Vouloir tout régler par des lois, c'est irriter les vices plutôt que les corriger. Ce que l'on ne peut prohiber, il faut nécessairement le permettre, en dépit du dommage qui souvent peut en résulter. Quels ne sont pas les maux ayant leur origine dans le luxe, l'envie, l'avidité, l'ivrognerie et autres passions semblables? On les supporte cependant par ce qu'on ne peut les prohiber par le pouvoir des lois et bien que ce soient réellement des vices ; encore bien plus la liberté du jugement, qui est en réalité une vertu, doit-elle être admise et ne peut-elle être comprimée. [.]

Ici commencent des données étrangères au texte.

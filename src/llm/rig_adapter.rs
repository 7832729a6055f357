//! Bridges a rig `CompletionModel` to our `LlmProvider` trait.

use async_trait::async_trait;
use rig::completion::{AssistantContent, CompletionError, CompletionModel, Message};
use serde_json::Value;
use tracing::debug;

use crate::error::LlmError;
use crate::llm::provider::{
    CompletionRequest, CompletionResponse, FinishReason, GenerationParams, LlmProvider,
};

const QUOTA_MARKERS: &[&str] = &["429", "resource_exhausted", "resource has been exhausted", "quota"];
const NOT_FOUND_MARKERS: &[&str] = &["not_found", "is not found"];

/// Turns our generation parameters into provider-specific request fields.
pub type ParamsMapper = fn(&GenerationParams) -> Value;

/// Adapter from a rig completion model to `LlmProvider`.
pub struct RigAdapter<M> {
    model: M,
    model_name: String,
    provider: &'static str,
    params_mapper: ParamsMapper,
}

impl<M: CompletionModel> RigAdapter<M> {
    /// `params_mapper` shapes generation parameters into rig's
    /// `additional_params` for this provider.
    pub fn new(
        model: M,
        model_name: &str,
        provider: &'static str,
        params_mapper: ParamsMapper,
    ) -> Self {
        Self {
            model,
            model_name: model_name.to_string(),
            provider,
            params_mapper,
        }
    }
}

#[async_trait]
impl<M> LlmProvider for RigAdapter<M>
where
    M: CompletionModel + Send + Sync + 'static,
{
    fn model_name(&self) -> &str {
        &self.model_name
    }

    async fn complete(&self, request: CompletionRequest) -> Result<CompletionResponse, LlmError> {
        let params = request.params;
        let response = self
            .model
            .completion_request(Message::user(request.prompt))
            .additional_params((self.params_mapper)(&params))
            .send()
            .await
            .map_err(|e| map_completion_error(self.provider, &self.model_name, e))?;

        let content: String = response
            .choice
            .iter()
            .filter_map(|c| match c {
                AssistantContent::Text(text) => Some(text.text.as_str()),
                _ => None,
            })
            .collect();

        if content.is_empty() {
            return Err(LlmError::InvalidResponse {
                provider: self.provider.to_string(),
                reason: "response contained no text".to_string(),
            });
        }

        let input_tokens = u32::try_from(response.usage.input_tokens).unwrap_or(u32::MAX);
        let output_tokens = u32::try_from(response.usage.output_tokens).unwrap_or(u32::MAX);
        debug!(
            model = %self.model_name,
            input_tokens,
            output_tokens,
            "Completion received"
        );

        Ok(CompletionResponse {
            content,
            input_tokens,
            output_tokens,
            finish_reason: FinishReason::from_usage(output_tokens, params.max_output_tokens),
        })
    }
}

/// Map a rig error onto `LlmError`.
///
/// rig reports non-2xx replies as `ProviderError` carrying the API's error
/// body or message, so quota and missing-model cases are recognised from
/// that text.
pub fn map_completion_error(provider: &str, model: &str, error: CompletionError) -> LlmError {
    let reason = error.to_string();
    let lower = reason.to_lowercase();

    if QUOTA_MARKERS.iter().any(|m| lower.contains(m)) {
        return LlmError::RateLimited {
            provider: provider.to_string(),
            reason,
        };
    }
    if NOT_FOUND_MARKERS.iter().any(|m| lower.contains(m)) {
        return LlmError::ModelNotAvailable {
            provider: provider.to_string(),
            model: model.to_string(),
        };
    }

    match error {
        CompletionError::JsonError(_) | CompletionError::ResponseError(_) => {
            LlmError::InvalidResponse {
                provider: provider.to_string(),
                reason,
            }
        }
        _ => LlmError::RequestFailed {
            provider: provider.to_string(),
            reason,
        },
    }
}
//! Classification prompt construction.
//!
//! Pure and deterministic: the same email, taxonomy and directory summary
//! always render to the same text.

use crate::pipeline::types::EmailInput;
use crate::taxonomy::Taxonomy;

/// Placeholder for absent optional email fields.
pub const UNKNOWN_MARKER: &str = "(미상)";

/// Build the prompt asking the backend to classify `email` as JSON.
pub fn build_classification_prompt(
    email: &EmailInput,
    taxonomy: &Taxonomy,
    department_summary: &str,
) -> String {
    let mut prompt = String::with_capacity(2048 + email.body.len());

    prompt.push_str("당신은 코스맥스(Cosmax) 화장품 OEM 회사의 이메일 분류 전문가입니다.\n");
    prompt.push_str(
        "코스맥스는 한국의 화장품 OEM/ODM 기업으로, 스킨케어, 메이크업, 선케어 등을 연구·개발·생산합니다.\n\n",
    );
    prompt.push_str("아래 이메일을 분석하여 JSON 형식으로 분류 결과를 반환하세요.\n\n");

    prompt.push_str("=== 이메일 정보 ===\n");
    prompt.push_str(&format!("발신자: {}\n", or_unknown(&email.sender)));
    prompt.push_str(&format!("날짜: {}\n", or_unknown(&email.date)));
    prompt.push_str(&format!("제목: {}\n\n", email.subject));
    prompt.push_str(&format!("본문:\n{}\n\n", email.body));

    prompt.push_str("=== 분류 카테고리 ===\n");
    prompt.push_str(&taxonomy.render_categories());
    prompt.push_str("\n\n=== 긴급도 레벨 ===\n");
    prompt.push_str(&taxonomy.render_urgency_levels());
    prompt.push_str("\n\n=== 코스맥스 연구소 구조 ===\n");
    prompt.push_str(department_summary);

    prompt.push_str("\n\n=== 응답 형식 (반드시 JSON만 반환) ===\n");
    prompt.push_str(&output_schema(taxonomy));

    prompt.push_str("\n\n중요:\n");
    prompt.push_str("- 반드시 유효한 JSON만 반환하세요. 설명이나 마크다운 없이 JSON만 출력하세요.\n");
    prompt.push_str("- 코스맥스 연구소 구조를 참고하여 가장 적합한 부서를 추천하세요.\n");
    prompt.push_str("- 모든 응답은 한국어로 작성하세요.\n");

    prompt
}

fn or_unknown(value: &str) -> &str {
    if value.trim().is_empty() {
        UNKNOWN_MARKER
    } else {
        value
    }
}

/// Example object the backend must reproduce field for field.
fn output_schema(taxonomy: &Taxonomy) -> String {
    format!(
        r#"{{
  "category": "카테고리명 (위 목록에서 선택)",
  "category_description": "해당 카테고리로 분류한 이유 (1문장)",
  "urgency": "{urgency}",
  "urgency_reason": "긴급도 판단 근거 (1문장)",
  "summary": "이메일 핵심 내용 요약 (2-3문장)",
  "key_points": ["핵심 포인트1", "핵심 포인트2"],
  "recommended_department": "추천 담당 연구소",
  "recommended_lab": "추천 담당 랩",
  "recommended_team": "추천 담당 팀 (알 수 없으면 빈 문자열)",
  "suggested_actions": ["추천 액션1", "추천 액션2", "추천 액션3"]
}}"#,
        urgency = taxonomy.urgency_choices()
    )
}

Admettons cependant que cette liberté peut être comprimée et qu'il est possible de tenir les hommes dans une dépendance telle qu'ils n'osent pas proférer une parole, sinon par la prescription du souverain ; encore n'obtiendra-t-il jamais qu'ils n'aient de pensées que celles qu'il aura voulu ; et ainsi, par une conséquence nécessaire, les hommes ne cesseraient d'avoir des opinions en désaccord avec leur langage et la bonne foi, cette première nécessité de l'État, se corromprait ; l'encouragement donné à la détestable adulation et à la perfidie[1] amènerait le règne de la fourberie[2] et la corruption de toutes les relations sociales.[.]
Les hommes sont ainsi faits qu'ils ne supportent rien plus malaisément que de voir les opinions qu'ils croient vraies tenues pour criminelles, et imputé à méfait[3] ce qui émeut leurs âmes à la piété[4] envers Dieu et les hommes ; par où il arrive qu'ils en viennent à détester les lois, à tout oser contre les magistrats, à juger non pas honteux, mais très beau, d'émouvoir des séditions[5] pour une telle cause et de tenter quelle entreprise violente que ce soit.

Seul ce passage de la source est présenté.